++++ DATA EXTRACTS
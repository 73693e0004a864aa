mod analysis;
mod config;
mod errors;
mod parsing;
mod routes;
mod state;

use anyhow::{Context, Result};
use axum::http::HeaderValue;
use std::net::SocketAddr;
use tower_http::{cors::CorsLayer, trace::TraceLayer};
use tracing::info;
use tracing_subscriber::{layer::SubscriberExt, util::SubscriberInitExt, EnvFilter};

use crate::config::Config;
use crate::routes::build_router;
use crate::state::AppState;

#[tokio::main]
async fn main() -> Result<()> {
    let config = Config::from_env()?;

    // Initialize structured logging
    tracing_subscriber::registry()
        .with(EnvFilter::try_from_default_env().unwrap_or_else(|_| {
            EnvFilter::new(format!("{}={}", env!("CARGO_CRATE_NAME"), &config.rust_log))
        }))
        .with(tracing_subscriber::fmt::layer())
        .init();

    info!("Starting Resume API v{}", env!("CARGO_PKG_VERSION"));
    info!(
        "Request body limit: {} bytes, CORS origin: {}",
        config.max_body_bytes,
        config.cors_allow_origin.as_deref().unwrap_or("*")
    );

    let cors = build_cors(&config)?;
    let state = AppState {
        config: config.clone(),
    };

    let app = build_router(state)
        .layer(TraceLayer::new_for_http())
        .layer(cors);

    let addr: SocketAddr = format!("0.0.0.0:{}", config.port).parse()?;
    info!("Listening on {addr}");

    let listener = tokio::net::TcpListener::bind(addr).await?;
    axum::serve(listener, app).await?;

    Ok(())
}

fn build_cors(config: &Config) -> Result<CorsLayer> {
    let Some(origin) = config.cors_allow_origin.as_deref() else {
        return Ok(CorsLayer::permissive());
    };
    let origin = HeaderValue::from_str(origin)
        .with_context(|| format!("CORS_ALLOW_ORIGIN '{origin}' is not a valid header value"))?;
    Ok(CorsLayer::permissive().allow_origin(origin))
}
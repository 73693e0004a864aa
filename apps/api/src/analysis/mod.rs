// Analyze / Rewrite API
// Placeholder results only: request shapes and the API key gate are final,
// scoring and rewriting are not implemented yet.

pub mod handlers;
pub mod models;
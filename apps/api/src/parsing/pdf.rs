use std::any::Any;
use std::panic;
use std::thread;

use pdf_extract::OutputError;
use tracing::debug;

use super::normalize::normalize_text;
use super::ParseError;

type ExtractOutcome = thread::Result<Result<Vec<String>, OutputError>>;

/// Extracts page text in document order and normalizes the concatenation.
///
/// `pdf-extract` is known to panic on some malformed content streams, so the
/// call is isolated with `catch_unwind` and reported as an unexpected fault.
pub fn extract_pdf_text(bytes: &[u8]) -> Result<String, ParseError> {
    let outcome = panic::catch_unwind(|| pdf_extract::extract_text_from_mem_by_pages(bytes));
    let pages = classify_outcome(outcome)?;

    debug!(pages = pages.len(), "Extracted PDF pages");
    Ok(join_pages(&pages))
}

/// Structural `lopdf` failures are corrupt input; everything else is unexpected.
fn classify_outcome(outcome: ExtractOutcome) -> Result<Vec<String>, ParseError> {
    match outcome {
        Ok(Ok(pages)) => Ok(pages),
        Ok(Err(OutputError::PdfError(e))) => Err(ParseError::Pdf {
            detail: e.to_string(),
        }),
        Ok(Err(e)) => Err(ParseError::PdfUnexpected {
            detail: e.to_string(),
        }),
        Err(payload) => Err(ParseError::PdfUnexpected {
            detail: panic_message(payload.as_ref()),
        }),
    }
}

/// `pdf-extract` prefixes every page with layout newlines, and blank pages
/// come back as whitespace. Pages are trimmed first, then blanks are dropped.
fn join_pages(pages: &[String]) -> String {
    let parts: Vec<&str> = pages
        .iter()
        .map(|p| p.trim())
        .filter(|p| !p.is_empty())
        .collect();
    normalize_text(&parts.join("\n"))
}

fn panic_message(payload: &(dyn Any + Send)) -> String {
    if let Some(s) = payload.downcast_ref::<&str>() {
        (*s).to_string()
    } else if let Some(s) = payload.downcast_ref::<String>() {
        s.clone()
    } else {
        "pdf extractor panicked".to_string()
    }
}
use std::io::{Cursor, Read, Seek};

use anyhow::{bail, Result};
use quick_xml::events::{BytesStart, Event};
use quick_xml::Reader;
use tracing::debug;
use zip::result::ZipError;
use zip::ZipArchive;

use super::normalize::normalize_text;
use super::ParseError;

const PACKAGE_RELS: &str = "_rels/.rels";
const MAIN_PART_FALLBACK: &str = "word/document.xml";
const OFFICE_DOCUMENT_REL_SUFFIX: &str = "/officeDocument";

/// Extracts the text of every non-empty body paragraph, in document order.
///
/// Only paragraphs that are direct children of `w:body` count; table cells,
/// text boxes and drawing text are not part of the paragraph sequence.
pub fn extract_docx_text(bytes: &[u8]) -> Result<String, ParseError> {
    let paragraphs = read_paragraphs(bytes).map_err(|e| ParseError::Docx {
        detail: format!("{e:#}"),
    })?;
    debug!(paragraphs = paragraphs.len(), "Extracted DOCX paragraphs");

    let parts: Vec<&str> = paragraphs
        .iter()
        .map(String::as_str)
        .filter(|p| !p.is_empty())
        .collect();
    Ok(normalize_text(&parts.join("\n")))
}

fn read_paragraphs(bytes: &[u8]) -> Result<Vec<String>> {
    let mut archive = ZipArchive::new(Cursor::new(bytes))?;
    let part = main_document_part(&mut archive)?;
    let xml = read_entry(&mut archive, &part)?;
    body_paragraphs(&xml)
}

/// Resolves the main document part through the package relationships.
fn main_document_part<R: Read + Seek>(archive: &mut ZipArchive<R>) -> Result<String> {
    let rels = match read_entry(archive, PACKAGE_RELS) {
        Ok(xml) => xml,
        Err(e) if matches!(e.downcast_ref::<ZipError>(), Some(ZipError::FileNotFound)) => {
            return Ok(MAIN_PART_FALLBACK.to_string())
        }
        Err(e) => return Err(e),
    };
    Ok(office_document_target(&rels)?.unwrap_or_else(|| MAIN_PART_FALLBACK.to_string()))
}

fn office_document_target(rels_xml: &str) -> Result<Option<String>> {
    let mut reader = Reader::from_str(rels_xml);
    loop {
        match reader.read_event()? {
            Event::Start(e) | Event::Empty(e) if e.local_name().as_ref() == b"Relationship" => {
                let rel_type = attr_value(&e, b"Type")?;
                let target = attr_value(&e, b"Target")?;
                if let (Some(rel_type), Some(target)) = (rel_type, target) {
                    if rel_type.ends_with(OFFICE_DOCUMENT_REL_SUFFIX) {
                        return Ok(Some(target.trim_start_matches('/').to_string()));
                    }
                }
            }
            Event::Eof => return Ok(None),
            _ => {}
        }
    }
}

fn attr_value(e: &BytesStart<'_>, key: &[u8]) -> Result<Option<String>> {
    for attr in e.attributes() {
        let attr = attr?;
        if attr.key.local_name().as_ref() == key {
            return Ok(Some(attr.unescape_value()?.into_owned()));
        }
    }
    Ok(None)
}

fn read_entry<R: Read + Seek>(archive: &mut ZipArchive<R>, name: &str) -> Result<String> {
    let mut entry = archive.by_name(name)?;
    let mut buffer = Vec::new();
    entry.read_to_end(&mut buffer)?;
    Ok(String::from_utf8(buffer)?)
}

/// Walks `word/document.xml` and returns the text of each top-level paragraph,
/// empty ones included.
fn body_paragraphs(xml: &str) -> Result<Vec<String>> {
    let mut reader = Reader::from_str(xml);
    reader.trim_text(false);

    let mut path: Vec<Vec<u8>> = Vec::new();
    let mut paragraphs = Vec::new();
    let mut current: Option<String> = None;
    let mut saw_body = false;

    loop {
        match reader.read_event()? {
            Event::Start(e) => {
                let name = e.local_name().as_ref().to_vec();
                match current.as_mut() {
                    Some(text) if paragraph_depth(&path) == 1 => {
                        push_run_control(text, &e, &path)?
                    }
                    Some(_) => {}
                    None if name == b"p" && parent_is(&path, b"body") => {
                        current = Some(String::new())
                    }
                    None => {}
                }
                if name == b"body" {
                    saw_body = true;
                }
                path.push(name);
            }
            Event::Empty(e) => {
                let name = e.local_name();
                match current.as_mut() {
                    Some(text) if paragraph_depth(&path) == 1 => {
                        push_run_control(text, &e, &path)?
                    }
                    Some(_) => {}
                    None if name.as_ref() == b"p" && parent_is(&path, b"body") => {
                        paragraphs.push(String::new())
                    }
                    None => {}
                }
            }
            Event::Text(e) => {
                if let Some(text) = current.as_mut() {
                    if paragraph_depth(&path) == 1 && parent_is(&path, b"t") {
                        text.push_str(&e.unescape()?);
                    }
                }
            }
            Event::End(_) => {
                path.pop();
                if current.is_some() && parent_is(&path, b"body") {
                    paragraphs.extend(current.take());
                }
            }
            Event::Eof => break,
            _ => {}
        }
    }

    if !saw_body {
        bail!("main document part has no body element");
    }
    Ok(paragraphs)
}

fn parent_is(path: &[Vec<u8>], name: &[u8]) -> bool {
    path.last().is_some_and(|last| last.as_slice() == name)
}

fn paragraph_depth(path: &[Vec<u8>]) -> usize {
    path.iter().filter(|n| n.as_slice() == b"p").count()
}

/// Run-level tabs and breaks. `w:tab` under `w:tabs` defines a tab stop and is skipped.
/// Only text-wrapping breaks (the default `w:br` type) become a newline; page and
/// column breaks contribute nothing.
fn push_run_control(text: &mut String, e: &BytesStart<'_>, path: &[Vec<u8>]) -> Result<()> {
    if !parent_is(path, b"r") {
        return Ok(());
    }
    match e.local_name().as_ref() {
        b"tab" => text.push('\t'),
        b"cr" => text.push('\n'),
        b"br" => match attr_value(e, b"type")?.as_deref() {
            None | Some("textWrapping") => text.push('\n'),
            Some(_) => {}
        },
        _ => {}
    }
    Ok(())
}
++++++++
Output, from the data above, the lines from the line with "const MAIN_PART_FALLBACK: &str" to the line with "Only paragraphs that" exactly as they stand, both ends included and nothing else.

const MAIN_PART_FALLBACK: &str = "word/document.xml";
const OFFICE_DOCUMENT_REL_SUFFIX: &str = "/officeDocument";

/// Extracts the text of every non-empty body paragraph, in document order.
///
/// Only paragraphs that are direct children of `w:body` count; table cells,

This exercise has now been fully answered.